use serde::{Deserialize, Serialize};
use thiserror::Error;

use super::types::{Finding, Language, LanguageFilter, PulseId};

/// A trigger phrase bound to the finding it suggests.
#[derive(Debug, Clone, Serialize, Deserialize)]
pub struct Phrase {
    pub text: String,
    pub language: Language,
}

/// One row of the lexicon resource: a finding plus its trigger phrases.
#[derive(Debug, Clone, Serialize, Deserialize)]
struct LexiconRow {
    #[serde(flatten)]
    finding: Finding,
    phrases: Vec<Phrase>,
}

/// Flattened phrase entry, lowercased once at load time.
#[derive(Debug, Clone)]
struct PhraseEntry {
    text: String,
    language: Language,
    finding: usize,
}

/// Trigger-phrase dictionary: many phrases, across scripts, resolving to
/// a smaller set of findings.
///
/// Validated at load time: duplicate or empty phrases are rejected so a
/// bad resource file is caught at startup, not mid-session. Lookup is
/// case-insensitive substring containment against the scanned text (the
/// transcript is free speech; tokenized matching would miss inflections).
#[derive(Debug)]
pub struct Lexicon {
    findings: Vec<Finding>,
    /// Resource order is preserved: it decides which finding wins when
    /// several phrases match in one scan pass.
    phrases: Vec<PhraseEntry>,
}

#[derive(Error, Debug)]
pub enum LexiconError {
    #[error("Lexicon load failed ({0}): {1}")]
    Load(String, String),

    #[error("Lexicon parse failed: {0}")]
    Parse(String),

    #[error("Duplicate trigger phrase {0:?}")]
    DuplicatePhrase(String),

    #[error("Empty trigger phrase for finding {0}")]
    EmptyPhrase(PulseId),
}

impl Lexicon {
    /// Load a lexicon from a JSON resource file.
    pub fn load(path: &std::path::Path) -> Result<Self, LexiconError> {
        let json = std::fs::read_to_string(path)
            .map_err(|e| LexiconError::Load(path.display().to_string(), e.to_string()))?;
        Self::from_json(&json)
    }

    /// The lexicon bundled with the binary (resources/pulse_findings.json).
    pub fn builtin() -> Self {
        Self::from_json(include_str!("../../resources/pulse_findings.json"))
            .expect("bundled pulse lexicon is valid")
    }

    /// A lexicon with no entries. Every scan yields zero matches.
    pub fn empty() -> Self {
        Self {
            findings: Vec::new(),
            phrases: Vec::new(),
        }
    }

    fn from_json(json: &str) -> Result<Self, LexiconError> {
        let rows: Vec<LexiconRow> =
            serde_json::from_str(json).map_err(|e| LexiconError::Parse(e.to_string()))?;

        let mut findings = Vec::with_capacity(rows.len());
        let mut phrases = Vec::new();
        let mut seen = std::collections::HashSet::new();

        for row in rows {
            let finding_idx = findings.len();
            for phrase in &row.phrases {
                let text = phrase.text.trim().to_lowercase();
                if text.is_empty() {
                    return Err(LexiconError::EmptyPhrase(row.finding.id));
                }
                if !seen.insert(text.clone()) {
                    return Err(LexiconError::DuplicatePhrase(phrase.text.clone()));
                }
                phrases.push(PhraseEntry {
                    text,
                    language: phrase.language,
                    finding: finding_idx,
                });
            }
            findings.push(row.finding);
        }

        Ok(Self { findings, phrases })
    }

    pub fn is_empty(&self) -> bool {
        self.phrases.is_empty()
    }

    pub fn finding_count(&self) -> usize {
        self.findings.len()
    }

    pub fn phrase_count(&self) -> usize {
        self.phrases.len()
    }

    /// Iterate phrases in resource order, restricted to the given filter.
    /// Yields `(lowercased phrase, finding)`.
    pub fn phrases(
        &self,
        filter: LanguageFilter,
    ) -> impl Iterator<Item = (&str, &Finding)> + '_ {
        self.phrases
            .iter()
            .filter(move |p| filter.includes(p.language))
            .map(|p| (p.text.as_str(), &self.findings[p.finding]))
    }

    /// Resolve a single phrase against the lexicon (case-insensitive
    /// containment, same policy as a scan pass). `None` means no match.
    pub fn lookup(&self, text: &str) -> Option<&Finding> {
        let lower = text.to_lowercase();
        self.phrases
            .iter()
            .find(|p| lower.contains(&p.text))
            .map(|p| &self.findings[p.finding])
    }
}

#[cfg(test)]
mod tests {
    use std::io::Write;

    use super::*;

    #[test]
    fn builtin_lexicon_loads_ten_findings() {
        let lexicon = Lexicon::builtin();
        assert_eq!(lexicon.finding_count(), 10);
        assert!(lexicon.phrase_count() > 40);
    }

    #[test]
    fn aliases_across_scripts_resolve_to_same_finding() {
        let lexicon = Lexicon::builtin();
        let en = lexicon.lookup("the pulse feels slippery today").unwrap();
        let he = lexicon.lookup("דופק חלקלק").unwrap();
        assert_eq!(en.id, PulseId::Slippery);
        assert_eq!(he.id, PulseId::Slippery);
    }

    #[test]
    fn lookup_is_case_insensitive() {
        let lexicon = Lexicon::builtin();
        assert_eq!(lexicon.lookup("WIRY quality").unwrap().id, PulseId::Wiry);
    }

    #[test]
    fn lookup_no_match() {
        let lexicon = Lexicon::builtin();
        assert!(lexicon.lookup("patient reports good sleep").is_none());
    }

    #[test]
    fn empty_lexicon_never_matches() {
        let lexicon = Lexicon::empty();
        assert!(lexicon.is_empty());
        assert!(lexicon.lookup("slippery").is_none());
    }

    #[test]
    fn language_filter_restricts_phrases() {
        let lexicon = Lexicon::builtin();
        let all = lexicon.phrases(LanguageFilter::All).count();
        let he = lexicon.phrases(LanguageFilter::Only(Language::He)).count();
        let en = lexicon.phrases(LanguageFilter::Only(Language::En)).count();
        assert_eq!(he + en, all);
        assert!(he > 0 && en > 0);
    }

    #[test]
    fn duplicate_phrase_rejected() {
        let json = r#"[
            {"id": "P-SHU-01", "name": "Rapid", "chinese_name": "数脉",
             "points": ["LI11"], "explanation_he": "a", "explanation_en": "b",
             "phrases": [{"text": "rapid", "language": "en"}]},
            {"id": "P-CHI-02", "name": "Slow", "chinese_name": "迟脉",
             "points": ["ST36"], "explanation_he": "a", "explanation_en": "b",
             "phrases": [{"text": "Rapid", "language": "en"}]}
        ]"#;
        match Lexicon::from_json(json) {
            Err(LexiconError::DuplicatePhrase(p)) => assert_eq!(p, "Rapid"),
            other => panic!("expected DuplicatePhrase, got {other:?}"),
        }
    }

    #[test]
    fn empty_phrase_rejected() {
        let json = r#"[
            {"id": "P-SHU-01", "name": "Rapid", "chinese_name": "数脉",
             "points": ["LI11"], "explanation_he": "a", "explanation_en": "b",
             "phrases": [{"text": "   ", "language": "en"}]}
        ]"#;
        match Lexicon::from_json(json) {
            Err(LexiconError::EmptyPhrase(id)) => assert_eq!(id, PulseId::Rapid),
            other => panic!("expected EmptyPhrase, got {other:?}"),
        }
    }

    #[test]
    fn unknown_finding_id_rejected() {
        let json = r#"[
            {"id": "P-FAKE-99", "name": "X", "chinese_name": "x",
             "points": [], "explanation_he": "a", "explanation_en": "b",
             "phrases": [{"text": "x", "language": "en"}]}
        ]"#;
        assert!(matches!(
            Lexicon::from_json(json),
            Err(LexiconError::Parse(_))
        ));
    }

    #[test]
    fn load_from_file_and_missing_file() {
        let mut file = tempfile::NamedTempFile::new().unwrap();
        file.write_all(include_str!("../../resources/pulse_findings.json").as_bytes())
            .unwrap();
        let lexicon = Lexicon::load(file.path()).unwrap();
        assert_eq!(lexicon.finding_count(), 10);

        let missing = Lexicon::load(std::path::Path::new("/nonexistent/lexicon.json"));
        assert!(matches!(missing, Err(LexiconError::Load(_, _))));
    }

    #[test]
    fn empty_resource_is_valid() {
        let lexicon = Lexicon::from_json("[]").unwrap();
        assert!(lexicon.is_empty());
    }
}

» **ASSIGNED TASK**: Copy out each entry exactly, leaving nothing out.

» **COMPLETED TASK**:
use serde::{Deserialize, Serialize};
use thiserror::Error;

use super::types::{Finding, Language, LanguageFilter, PulseId};

/// A trigger phrase bound to the finding it suggests.
#[derive(Debug, Clone, Serialize, Deserialize)]
pub struct Phrase {
    pub text: String,
    pub language: Language,
}

/// One row of the lexicon resource: a finding plus its trigger phrases.
#[derive(Debug, Clone, Serialize, Deserialize)]
struct LexiconRow {
    #[serde(flatten)]
    finding: Finding,
    phrases: Vec<Phrase>,
}

/// Flattened phrase entry, lowercased once at load time.
#[derive(Debug, Clone)]
struct PhraseEntry {
    text: String,
    language: Language,
    finding: usize,
}

/// Trigger-phrase dictionary: many phrases, across scripts, resolving to
/// a smaller set of findings.
///
/// Validated at load time: duplicate or empty phrases are rejected so a
/// bad resource file is caught at startup, not mid-session. Lookup is
/// case-insensitive substring containment against the scanned text (the
/// transcript is free speech; tokenized matching would miss inflections).
#[derive(Debug)]
pub struct Lexicon {
    findings: Vec<Finding>,
    /// Resource order is preserved: it decides which finding wins when
    /// several phrases match in one scan pass.
    phrases: Vec<PhraseEntry>,
}

#[derive(Error, Debug)]
pub enum LexiconError {
    #[error("Lexicon load failed ({0}): {1}")]
    Load(String, String),

    #[error("Lexicon parse failed: {0}")]
    Parse(String),

    #[error("Duplicate trigger phrase {0:?}")]
    DuplicatePhrase(String),

    #[error("Empty trigger phrase for finding {0}")]
    EmptyPhrase(PulseId),
}

impl Lexicon {
    /// Load a lexicon from a JSON resource file.
    pub fn load(path: &std::path::Path) -> Result<Self, LexiconError> {
        let json = std::fs::read_to_string(path)
            .map_err(|e| LexiconError::Load(path.display().to_string(), e.to_string()))?;
        Self::from_json(&json)
    }

    /// The lexicon bundled with the binary (resources/pulse_findings.json).
    pub fn builtin() -> Self {
        Self::from_json(include_str!("../../resources/pulse_findings.json"))
            .expect("bundled pulse lexicon is valid")
    }

    /// A lexicon with no entries. Every scan yields zero matches.
    pub fn empty() -> Self {
        Self {
            findings: Vec::new(),
            phrases: Vec::new(),
        }
    }

    fn from_json(json: &str) -> Result<Self, LexiconError> {
        let rows: Vec<LexiconRow> =
            serde_json::from_str(json).map_err(|e| LexiconError::Parse(e.to_string()))?;

        let mut findings = Vec::with_capacity(rows.len());
        let mut phrases = Vec::new();
        let mut seen = std::collections::HashSet::new();

        for row in rows {
            let finding_idx = findings.len();
            for phrase in &row.phrases {
                let text = phrase.text.trim().to_lowercase();
                if text.is_empty() {
                    return Err(LexiconError::EmptyPhrase(row.finding.id));
                }
                if !seen.insert(text.clone()) {
                    return Err(LexiconError::DuplicatePhrase(phrase.text.clone()));
                }
                phrases.push(PhraseEntry {
                    text,
                    language: phrase.language,
                    finding: finding_idx,
                });
            }
            findings.push(row.finding);
        }

        Ok(Self { findings, phrases })
    }

    pub fn is_empty(&self) -> bool {
        self.phrases.is_empty()
    }

    pub fn finding_count(&self) -> usize {
        self.findings.len()
    }

    pub fn phrase_count(&self) -> usize {
        self.phrases.len()
    }

    /// Iterate phrases in resource order, restricted to the given filter.
    /// Yields `(lowercased phrase, finding)`.
    pub fn phrases(
        &self,
        filter: LanguageFilter,
    ) -> impl Iterator<Item = (&str, &Finding)> + '_ {
        self.phrases
            .iter()
            .filter(move |p| filter.includes(p.language))
            .map(|p| (p.text.as_str(), &self.findings[p.finding]))
    }

    /// Resolve a single phrase against the lexicon (case-insensitive
    /// containment, same policy as a scan pass). `None` means no match.
    pub fn lookup(&self, text: &str) -> Option<&Finding> {
        let lower = text.to_lowercase();
        self.phrases
            .iter()
            .find(|p| lower.contains(&p.text))
            .map(|p| &self.findings[p.finding])
    }
}

#[cfg(test)]
mod tests {
    use std::io::Write;

    use super::*;

    #[test]
    fn builtin_lexicon_loads_ten_findings() {
        let lexicon = Lexicon::builtin();
        assert_eq!(lexicon.finding_count(), 10);
        assert!(lexicon.phrase_count() > 40);
    }

    #[test]
    fn aliases_across_scripts_resolve_to_same_finding() {
        let lexicon = Lexicon::builtin();
        let en = lexicon.lookup("the pulse feels slippery today").unwrap();
        let he = lexicon.lookup("דופק חלקלק").unwrap();
        assert_eq!(en.id, PulseId::Slippery);
        assert_eq!(he.id, PulseId::Slippery);
    }

    #[test]
    fn lookup_is_case_insensitive() {
        let lexicon = Lexicon::builtin();
        assert_eq!(lexicon.lookup("WIRY quality").unwrap().id, PulseId::Wiry);
    }

    #[test]
    fn lookup_no_match() {
        let lexicon = Lexicon::builtin();
        assert!(lexicon.lookup("patient reports good sleep").is_none());
    }

    #[test]
    fn empty_lexicon_never_matches() {
        let lexicon = Lexicon::empty();
        assert!(lexicon.is_empty());
        assert!(lexicon.lookup("slippery").is_none());
    }

    #[test]
    fn language_filter_restricts_phrases() {
        let lexicon = Lexicon::builtin();
        let all = lexicon.phrases(LanguageFilter::All).count();
        let he = lexicon.phrases(LanguageFilter::Only(Language::He)).count();
        let en = lexicon.phrases(LanguageFilter::Only(Language::En)).count();
        assert_eq!(he + en, all);
        assert!(he > 0 && en > 0);
    }

    #[test]
    fn duplicate_phrase_rejected() {
        let json = r#"[
            {"id": "P-SHU-01", "name": "Rapid", "chinese_name": "数脉",
             "points": ["LI11"], "explanation_he": "a", "explanation_en": "b",
             "phrases": [{"text": "rapid", "language": "en"}]},
            {"id": "P-CHI-02", "name": "Slow", "chinese_name": "迟脉",
             "points": ["ST36"], "explanation_he": "a", "explanation_en": "b",
             "phrases": [{"text": "Rapid", "language": "en"}]}
        ]"#;
        match Lexicon::from_json(json) {
            Err(LexiconError::DuplicatePhrase(p)) => assert_eq!(p, "Rapid"),
            other => panic!("expected DuplicatePhrase, got {other:?}"),
        }
    }

    #[test]
    fn empty_phrase_rejected() {
        let json = r#"[
            {"id": "P-SHU-01", "name": "Rapid", "chinese_name": "数脉",
             "points": ["LI11"], "explanation_he": "a", "explanation_en": "b",
             "phrases": [{"text": "   ", "language": "en"}]}
        ]"#;
        match Lexicon::from_json(json) {
            Err(LexiconError::EmptyPhrase(id)) => assert_eq!(id, PulseId::Rapid),
            other => panic!("expected EmptyPhrase, got {other:?}"),
        }
    }

    #[test]
    fn unknown_finding_id_rejected() {
        let json = r#"[
            {"id": "P-FAKE-99", "name": "X", "chinese_name": "x",
             "points": [], "explanation_he": "a", "explanation_en": "b",
             "phrases": [{"text": "x", "language": "en"}]}
        ]"#;
        assert!(matches!(
            Lexicon::from_json(json),
            Err(LexiconError::Parse(_))
        ));
    }

    #[test]
    fn load_from_file_and_missing_file() {
        let mut file = tempfile::NamedTempFile::new().unwrap();
        file.write_all(include_str!("../../resources/pulse_findings.json").as_bytes())
            .unwrap();
        let lexicon = Lexicon::load(file.path()).unwrap();
        assert_eq!(lexicon.finding_count(), 10);

        let missing = Lexicon::load(std::path::Path::new("/nonexistent/lexicon.json"));
        assert!(matches!(missing, Err(LexiconError::Load(_, _))));
    }

    #[test]
    fn empty_resource_is_valid() {
        let lexicon = Lexicon::from_json("[]").unwrap();
        assert!(lexicon.is_empty());
    }
}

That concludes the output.